About Ali Akbar Khan

Who is it?: Musician
Birth Day: April 14, 1922
Birth Place: Comilla, in present-day Bangladesh (then East Bengal), Indian
Origin: Comilla, East Bengal (present day Bangladesh)
Genres: Hindustani classical music
Occupation(s): Composer, Sarodiya
Instruments: Sarod
Associated acts: Allauddin Khan, Ravi Shankar

Ali Akbar Khan

Ali Akbar Khan was born on April 14, 1922 in Comilla, in present-day Bangladesh (then East Bengal), Indian, is Musician. Ustad Ali Akbar Khan was one of the most renowned sarod maestros. He was born into the family of musicians and was trained under the supervision and guidance of his father who himself was a renowned percussionist of his era.

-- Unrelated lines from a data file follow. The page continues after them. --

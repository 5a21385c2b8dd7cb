//! JSON-RPC 2.0 envelope types for the MCP server.
//!
//! Incoming requests and notifications share one type; a notification is a
//! request whose `id` member is absent. An explicit `"id": null` is kept
//! distinct so a request that carries it still gets a response.

use serde::{Deserialize, Deserializer, Serialize};
use serde_json::Value;

use crate::errors::CodeIndexError;

/// Protocol version string carried by every envelope.
pub const JSONRPC_VERSION: &str = "2.0";

fn default_version() -> String {
    JSONRPC_VERSION.to_string()
}

/// Deserializes a present member as `Some`, including an explicit `null`.
fn present<'de, D>(deserializer: D) -> std::result::Result<Option<Value>, D::Error>
where
    D: Deserializer<'de>,
{
    Value::deserialize(deserializer).map(Some)
}

/// A JSON-RPC 2.0 request or notification received from the client.
#[derive(Debug, Clone, Serialize, Deserialize)]
pub struct JsonRpcRequest {
    /// Protocol version; `"2.0"` when the sender omitted it.
    #[serde(default = "default_version")]
    pub jsonrpc: String,
    /// Request identifier. `None` for notifications.
    #[serde(
        default,
        deserialize_with = "present",
        skip_serializing_if = "Option::is_none"
    )]
    pub id: Option<Value>,
    /// The RPC method name.
    pub method: String,
    /// Optional parameters for the method.
    #[serde(default, skip_serializing_if = "Option::is_none")]
    pub params: Option<Value>,
}

impl JsonRpcRequest {
    /// Returns `true` if this message expects no response.
    pub fn is_notification(&self) -> bool {
        self.id.is_none()
    }

    /// The correlation id to answer with; `null` for notifications.
    pub fn response_id(&self) -> Value {
        self.id.clone().unwrap_or(Value::Null)
    }

    /// The params object, or an empty object when absent or `null`.
    pub fn params_or_empty(&self) -> Value {
        match &self.params {
            Some(Value::Null) | None => Value::Object(Default::default()),
            Some(p) => p.clone(),
        }
    }
}

/// A JSON-RPC 2.0 response sent back to the client.
#[derive(Debug, Clone, PartialEq, Serialize, Deserialize)]
pub struct JsonRpcResponse {
    /// Protocol version; always `"2.0"`.
    pub jsonrpc: String,
    /// The request identifier that this response corresponds to.
    pub id: Value,
    /// The result on success; absent on error.
    #[serde(skip_serializing_if = "Option::is_none")]
    pub result: Option<Value>,
    /// The error on failure; absent on success.
    #[serde(skip_serializing_if = "Option::is_none")]
    pub error: Option<JsonRpcError>,
}

impl JsonRpcResponse {
    /// Creates a successful JSON-RPC response.
    pub fn success(id: Value, result: Value) -> Self {
        Self {
            jsonrpc: JSONRPC_VERSION.to_string(),
            id,
            result: Some(result),
            error: None,
        }
    }

    /// Creates an error JSON-RPC response.
    pub fn error(id: Value, code: ErrorCode, message: String) -> Self {
        Self::error_with_code(id, code.as_i32(), message)
    }

    /// Creates an error response with a raw numeric code.
    pub fn error_with_code(id: Value, code: i32, message: String) -> Self {
        Self {
            jsonrpc: JSONRPC_VERSION.to_string(),
            id,
            result: None,
            error: Some(JsonRpcError {
                code,
                message,
                data: None,
            }),
        }
    }

    /// Builds the error response for a message that failed to decode.
    pub fn from_decode_error(err: &CodeIndexError) -> Self {
        let id = match err {
            CodeIndexError::InvalidRequest { id: Some(id), .. } => id.clone(),
            _ => Value::Null,
        };
        Self::error_with_code(id, err.code(), err.to_string())
    }
}

/// A JSON-RPC 2.0 error object.
#[derive(Debug, Clone, PartialEq, Serialize, Deserialize)]
pub struct JsonRpcError {
    /// Numeric error code.
    pub code: i32,
    /// Human-readable error message.
    pub message: String,
    /// Optional additional data.
    #[serde(skip_serializing_if = "Option::is_none")]
    pub data: Option<Value>,
}

/// A server-originated notification.
#[derive(Debug, Clone, PartialEq, Serialize, Deserialize)]
pub struct JsonRpcNotification {
    pub jsonrpc: String,
    pub method: String,
    pub params: Value,
}

impl JsonRpcNotification {
    pub fn new(method: &str, params: Value) -> Self {
        Self {
            jsonrpc: JSONRPC_VERSION.to_string(),
            method: method.to_string(),
            params,
        }
    }
}

/// Anything the server writes to the client.
#[derive(Debug, Clone, PartialEq, Serialize)]
#[serde(untagged)]
pub enum OutgoingMessage {
    Response(JsonRpcResponse),
    Notification(JsonRpcNotification),
}

impl From<JsonRpcResponse> for OutgoingMessage {
    fn from(response: JsonRpcResponse) -> Self {
        OutgoingMessage::Response(response)
    }
}

impl From<JsonRpcNotification> for OutgoingMessage {
    fn from(notification: JsonRpcNotification) -> Self {
        OutgoingMessage::Notification(notification)
    }
}

/// Standard JSON-RPC 2.0 error codes, plus the MCP "not initialized" code.
#[derive(Debug, Clone, Copy, PartialEq, Eq)]
pub enum ErrorCode {
    /// Invalid JSON was received.
    ParseError,
    /// The request is not a valid JSON-RPC request.
    InvalidRequest,
    /// The requested method does not exist.
    MethodNotFound,
    /// Invalid method parameters.
    InvalidParams,
    /// Internal server error.
    InternalError,
    /// A request arrived before the handshake completed.
    ServerNotInitialized,
}

impl ErrorCode {
    /// Returns the numeric error code.
    pub fn as_i32(self) -> i32 {
        match self {
            Self::ParseError => -32700,
            Self::InvalidRequest => -32600,
            Self::MethodNotFound => -32601,
            Self::InvalidParams => -32602,
            Self::InternalError => -32603,
            Self::ServerNotInitialized => -32002,
        }
    }
}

He started learning to play instruments since the age of three and by the age of 13 his father thought him capable and ready enough to play in front of public. After serving as a court musician for one of the Maharaja’s of Rajasthan, Khan became a full time music composer for All India Radio, Lucknow. He later tried his hand in the Indian film industry as he started creating music for big directors like Satyajit Ray. Khan wanted to dedicate his life in spreading the essence of Indian traditional music all over the world which is why he founded Ali Akbar College of Music in Calcutta as well as in the United States and Switzerland. He is known for his epic jugalbandis (musical pairings) with prestigious performers like, Ravi Shankar, Nikhil Banerjee and violinist L. Subramaniam.
Ali Akbar Khan is a member of Sarod Players

Does Ali Akbar Khan Dead or Alive?

As per our current Database, Ali Akbar Khan has been died on 18 June 2009(2009-06-18) (aged 87)\nSan Anselmo, California, United States.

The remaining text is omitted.